Oigo la música que corta el aire, los versos del poeta, el ritmo, la cadencia, la rima libre y acompasada, asonante, los versos de pie quebrado de Jorge Manrique, el punteo, las cinco espadas que rasgan las cuerdas, pero también oigo y siento los romances medievales, los sonetos de Quevedo, las endechas tristes y de lamento, las silvas y las décimas, el ritmo popular de quien está contento,… leo en el sonido la poesía social de Ángel González y Blas de Otero, la de José Agustín Goytisolo y Gabriel Celaya, todos los ismos de las vanguardias, y la emoción ineludible e inaudita de la generación del 27. Todo eso siento cuando escucho las canciones de este concierto.

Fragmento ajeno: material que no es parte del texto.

//! Container pools: bind containers to resources and lay out their depot.

use std::collections::HashSet;
use std::fs;
use std::io::Read;
use std::path::{Path, PathBuf};
use std::sync::Arc;

use corral_common::config::CorralConfig;
use corral_common::error::{CorralError, Result};
use corral_common::types::{ContainerSpec, Handle};
use corral_daemon::reaper::Reaper;
use corral_pool::{AcquireSpec, Allocation, ResourcePool, Subnet};

use crate::container::Container;
use crate::fence::{NetworkFencer, NoopFencer};
use crate::linux_container::{ContainerSettings, LinuxContainer};
use crate::quota::{DisabledQuota, DiskLimits, QuotaManager};
use crate::snapshot::ContainerSnapshot;

/// Creates, restores and destroys containers.
pub trait ContainerPool: Send + Sync + std::fmt::Debug {
    /// Prepares host state shared by all containers.
    ///
    /// # Errors
    ///
    /// Returns an error if the host cannot be prepared.
    fn setup(&self) -> Result<()>;

    /// Creates a container bound to freshly acquired resources. The
    /// container is not started.
    ///
    /// # Errors
    ///
    /// Returns a resource error if the request cannot be satisfied, or an
    /// I/O error if the depot cannot be laid out. Nothing is held on error.
    fn create(&self, spec: &ContainerSpec) -> Result<Arc<dyn Container>>;

    /// Rebuilds a container from a snapshot and re-marks its resources as
    /// issued.
    ///
    /// # Errors
    ///
    /// Returns an error if the snapshot is malformed or its resources are
    /// already issued.
    fn restore(&self, snapshot: &mut dyn Read) -> Result<Arc<dyn Container>>;

    /// Stops a container and gives back everything it holds.
    ///
    /// # Errors
    ///
    /// Returns the first error hit while tearing down.
    fn destroy(&self, container: &dyn Container) -> Result<()>;

    /// Releases resources and depot directories of containers not in
    /// `keep`.
    ///
    /// # Errors
    ///
    /// Returns an error if the depot cannot be listed.
    fn prune(&self, keep: &HashSet<Handle>) -> Result<()>;

    /// Number of containers the pool can hold at once.
    fn max_containers(&self) -> usize;
}

/// Pool of [`LinuxContainer`]s laid out under one depot directory.
#[derive(Debug)]
pub struct LinuxContainerPool {
    settings: Arc<ContainerSettings>,
    depot: PathBuf,
    resources: ResourcePool,
    reaper: Arc<Reaper>,
    fencer: Arc<dyn NetworkFencer>,
    quota: Arc<dyn QuotaManager>,
    disk_limits: DiskLimits,
}

impl LinuxContainerPool {
    /// Builds a pool from the host configuration with no-op fencing and no
    /// quotas.
    ///
    /// # Errors
    ///
    /// Returns a `Config` error if the pool bounds are invalid.
    pub fn new(config: &CorralConfig, reaper: Arc<Reaper>) -> Result<Self> {
        Ok(Self {
            settings: Arc::new(ContainerSettings::from_config(config)),
            depot: config.depot_dir.clone(),
            resources: ResourcePool::new(&config.pool)?,
            reaper,
            fencer: Arc::new(NoopFencer),
            quota: Arc::new(DisabledQuota),
            disk_limits: DiskLimits::default(),
        })
    }

    /// Replaces the network fencer.
    #[must_use]
    pub fn with_fencer(mut self, fencer: Arc<dyn NetworkFencer>) -> Self {
        self.fencer = fencer;
        self
    }

    /// Replaces the quota manager and the limits applied to each depot
    /// directory.
    #[must_use]
    pub fn with_quota(mut self, quota: Arc<dyn QuotaManager>, limits: DiskLimits) -> Self {
        self.quota = quota;
        self.disk_limits = limits;
        self
    }

    /// Resource pool backing the containers.
    pub const fn resources(&self) -> &ResourcePool {
        &self.resources
    }

    fn container_path(&self, handle: &Handle) -> PathBuf {
        self.depot.join(handle.as_str())
    }

    fn lay_out(&self, allocation: &Allocation) -> Result<PathBuf> {
        let path = self.container_path(&allocation.handle);
        fs::create_dir_all(&path).map_err(|e| CorralError::io(&path, e))?;
        self.quota.set_limits(&path, self.disk_limits)?;
        Ok(path)
    }

    fn release_quietly(&self, allocation: &Allocation) {
        if let Err(e) = self.resources.release(allocation) {
            tracing::error!(handle = %allocation.handle, error = %e, "failed to release allocation");
        }
    }
}

fn acquire_spec(spec: &ContainerSpec) -> Result<AcquireSpec> {
    let network = spec
        .network
        .as_deref()
        .map(str::parse::<Subnet>)
        .transpose()?;
    Ok(AcquireSpec {
        handle: spec.handle.clone(),
        network,
        uid: spec.uid,
    })
}

fn remove_dir(path: &Path) -> Result<()> {
    match fs::remove_dir_all(path) {
        Ok(()) => Ok(()),
        Err(e) if e.kind() == std::io::ErrorKind::NotFound => Ok(()),
        Err(e) => Err(CorralError::io(path, e)),
    }
}

impl ContainerPool for LinuxContainerPool {
    fn setup(&self) -> Result<()> {
        fs::create_dir_all(&self.depot).map_err(|e| CorralError::io(&self.depot, e))?;
        tracing::info!(depot = %self.depot.display(), max_containers = self.max_containers(), "container pool ready");
        Ok(())
    }

    fn create(&self, spec: &ContainerSpec) -> Result<Arc<dyn Container>> {
        let allocation = self.resources.acquire(&acquire_spec(spec)?)?;
        let path = match self.lay_out(&allocation) {
            Ok(path) => path,
            Err(e) => {
                let _ = remove_dir(&self.container_path(&allocation.handle));
                self.release_quietly(&allocation);
                return Err(e);
            }
        };
        tracing::info!(
            handle = %allocation.handle,
            uids = %allocation.uids,
            network = %allocation.network,
            ports = %allocation.ports,
            "container created"
        );
        Ok(Arc::new(LinuxContainer::new(
            allocation,
            spec,
            path,
            Arc::clone(&self.settings),
            Arc::clone(&self.reaper),
            Arc::clone(&self.fencer),
        )))
    }

    fn restore(&self, snapshot: &mut dyn Read) -> Result<Arc<dyn Container>> {
        let snapshot: ContainerSnapshot = serde_json::from_reader(snapshot)?;
        let allocation = self.resources.restore_allocation(snapshot.allocation.clone())?;
        let path = match self.lay_out(&allocation) {
            Ok(path) => path,
            Err(e) => {
                self.release_quietly(&allocation);
                return Err(e);
            }
        };
        Ok(Arc::new(LinuxContainer::restore(
            snapshot,
            path,
            Arc::clone(&self.settings),
            Arc::clone(&self.reaper),
            Arc::clone(&self.fencer),
        )))
    }

    fn destroy(&self, container: &dyn Container) -> Result<()> {
        let handle = container.handle().clone();
        container.stop(false)?;
        remove_dir(&self.container_path(&handle))?;

        match self.resources.allocation(&handle) {
            Some(allocation) => {
                self.fencer.teardown(&handle, allocation.network)?;
                self.resources.release(&allocation)?;
            }
            None => tracing::warn!(handle = %handle, "destroyed container held no allocation"),
        }
        tracing::info!(handle = %handle, "container destroyed");
        Ok(())
    }

    fn prune(&self, keep: &HashSet<Handle>) -> Result<()> {
        for allocation in self.resources.prune(keep) {
            if let Err(e) = self.fencer.teardown(&allocation.handle, allocation.network) {
                tracing::warn!(handle = %allocation.handle, error = %e, "failed to tear down fence");
            }
            tracing::info!(handle = %allocation.handle, "pruned allocation");
        }

        let entries = match fs::read_dir(&self.depot) {
            Ok(entries) => entries,
            Err(e) if e.kind() == std::io::ErrorKind::NotFound => return Ok(()),
            Err(e) => return Err(CorralError::io(&self.depot, e)),
        };
        for entry in entries {
            let entry = entry.map_err(|e| CorralError::io(&self.depot, e))?;
            let name = entry.file_name();
            let Some(name) = name.to_str() else { continue };
            if keep.contains(&Handle::new(name)) {
                continue;
            }
            if let Err(e) = remove_dir(&entry.path()) {
                tracing::warn!(path = %entry.path().display(), error = %e, "failed to prune depot entry");
            } else {
                tracing::info!(handle = name, "pruned depot directory");
            }
        }
        Ok(())
    }

    fn max_containers(&self) -> usize {
        self.resources.max_containers()
    }
}

#[cfg(test)]
mod tests {
    use corral_common::config::{NamespaceSet, PoolConfig, RangeConfig};
    use corral_common::types::ContainerState;

    use super::*;

    fn config(depot: &Path) -> CorralConfig {
        CorralConfig {
            depot_dir: depot.to_path_buf(),
            init_binary: PathBuf::from("/bin/false"),
            namespaces: NamespaceSet {
                pid: false,
                mount: false,
                network: false,
                user: false,
                ipc: false,
                uts: false,
            },
            pool: PoolConfig {
                uids: RangeConfig::new(10_000, 4),
                network: "10.254.0.0/29".into(),
                ports: RangeConfig::new(61_001, 4),
            },
            ..CorralConfig::default()
        }
    }

    fn pool(depot: &Path) -> (LinuxContainerPool, Arc<Reaper>) {
        let reaper = Reaper::start().unwrap();
        let pool = LinuxContainerPool::new(&config(depot), Arc::clone(&reaper)).unwrap();
        pool.setup().unwrap();
        (pool, reaper)
    }

    fn spec(handle: &str) -> ContainerSpec {
        ContainerSpec {
            handle: Some(Handle::new(handle)),
            ..ContainerSpec::default()
        }
    }

    #[test]
    fn create_lays_out_depot_and_destroy_releases() {
        let dir = tempfile::tempdir().unwrap();
        let (pool, reaper) = pool(dir.path());
        assert_eq!(pool.max_containers(), 2);

        let container = pool.create(&spec("c1")).unwrap();
        assert!(dir.path().join("c1").is_dir());
        assert_eq!(pool.resources().issued().len(), 1);

        pool.destroy(container.as_ref()).unwrap();
        assert!(!dir.path().join("c1").exists());
        assert!(pool.resources().issued().is_empty());
        assert_eq!(container.state(), ContainerState::Stopped);
        reaper.stop();
    }

    #[test]
    fn handles_cannot_leave_the_depot() {
        let dir = tempfile::tempdir().unwrap();
        let depot = dir.path().join("depot");
        let (pool, reaper) = pool(&depot);
        fs::create_dir(dir.path().join("victim")).unwrap();

        for bad in ["../victim", "/etc", "a/b"] {
            assert!(matches!(
                pool.create(&spec(bad)),
                Err(CorralError::InvalidHandle { .. })
            ));
        }
        assert!(dir.path().join("victim").is_dir());
        assert!(pool.resources().issued().is_empty());

        let generated = pool.create(&spec("")).unwrap();
        assert!(!generated.handle().as_str().is_empty());
        assert!(depot.join(generated.handle().as_str()).is_dir());
        pool.destroy(generated.as_ref()).unwrap();
        assert!(depot.is_dir());
        reaper.stop();
    }

    #[test]
    fn requested_network_is_honoured() {
        let dir = tempfile::tempdir().unwrap();
        let (pool, reaper) = pool(dir.path());
        let request = ContainerSpec {
            network: Some("10.254.0.4/30".into()),
            ..spec("c1")
        };
        let container = pool.create(&request).unwrap();
        let info = container.info().unwrap();
        assert_eq!(info.host_ip.to_string(), "10.254.0.5");

        let malformed = ContainerSpec {
            network: Some("10.254.0.4/24".into()),
            ..spec("c2")
        };
        assert!(matches!(pool.create(&malformed), Err(CorralError::Config { .. })));
        reaper.stop();
    }

    #[test]
    fn restore_reclaims_resources_from_snapshot() {
        let dir = tempfile::tempdir().unwrap();
        let (pool, reaper) = pool(dir.path());
        let container = pool.create(&spec("c1")).unwrap();
        let mut bytes = Vec::new();
        container.snapshot(&mut bytes).unwrap();

        let (fresh, fresh_reaper) = self::pool(dir.path());
        let restored = fresh.restore(&mut bytes.as_slice()).unwrap();
        assert_eq!(restored.handle().as_str(), "c1");
        assert_eq!(fresh.resources().issued().len(), 1);
        assert!(matches!(
            fresh.restore(&mut bytes.as_slice()),
            Err(CorralError::ResourceConflict { .. })
        ));
        reaper.stop();
        fresh_reaper.stop();
    }

    #[test]
    fn prune_drops_unknown_depot_entries() {
        let dir = tempfile::tempdir().unwrap();
        let (pool, reaper) = pool(dir.path());
        let _kept = pool.create(&spec("kept")).unwrap();
        let _dropped = pool.create(&spec("dropped")).unwrap();
        fs::create_dir(dir.path().join("stale")).unwrap();

        let keep = HashSet::from([Handle::new("kept")]);
        pool.prune(&keep).unwrap();

        assert!(dir.path().join("kept").is_dir());
        assert!(!dir.path().join("dropped").exists());
        assert!(!dir.path().join("stale").exists());
        let issued: Vec<_> = pool.resources().issued().into_iter().map(|a| a.handle).collect();
        assert_eq!(issued, vec![Handle::new("kept")]);
        reaper.stop();
    }
}
//! # corral — Corral host
//!
//! Hosts containers on the local machine: restores containers left by a
//! previous run, keeps them until interrupted, and snapshots them on the
//! way out.

mod commands;
mod output;

use std::process::ExitCode;

use clap::Parser;
use tracing_subscriber::EnvFilter;

use crate::commands::Cli;

fn main() -> anyhow::Result<ExitCode> {
    let cli = Cli::parse();

    if cli.log_json {
        tracing_subscriber::fmt()
            .json()
            .with_env_filter(EnvFilter::from_default_env())
            .init();
    } else {
        tracing_subscriber::fmt()
            .with_env_filter(EnvFilter::from_default_env())
            .init();
    }

    commands::execute(cli)
}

Ya Luis Morate nos introduce en lo que vamos a escuchar también luego. Es el prólogo de este libro musical y poético que nos emociona y nos contenta y nos traslada a otro universo.

Luis Morate siente la música desde dentro, la lleva en el corazón y la saca hasta sus dedos, la pulsa en las cuerdas de la guitarra y hace que se convierta en verso.

Después llega Dominic Miller, sencillo, trovador, mensajero. Sentado como si nada, nos ofrece un repertorio lleno de palpitaciones, compases, arte musical de misterio.

Como si nada, como si fueran sus palabras, nos va contando con su música que hay amor, que hay que buscar, no quedarse en silencio. Va por valles y montañas, ríos, nubes, la oscuridad de los sueños, y nos quedamos embelesados como si se nos hubiera aparecido un genio.

Nada de eso, es Dominic Miller en la sala Galileo, desgranando nota a nota, verso a verso. Y nos deleita también su hija, voz de sirena en medio del océano. Poco a poco nos van ganando terreno. Queremos que siga y sigue, hasta quedarnos medianamente satisfechos. Quisiéramos más, y más sabiendo que este es su último concierto, de momento.

Un placer degustar de estos poetas musicales sus canciones en directo.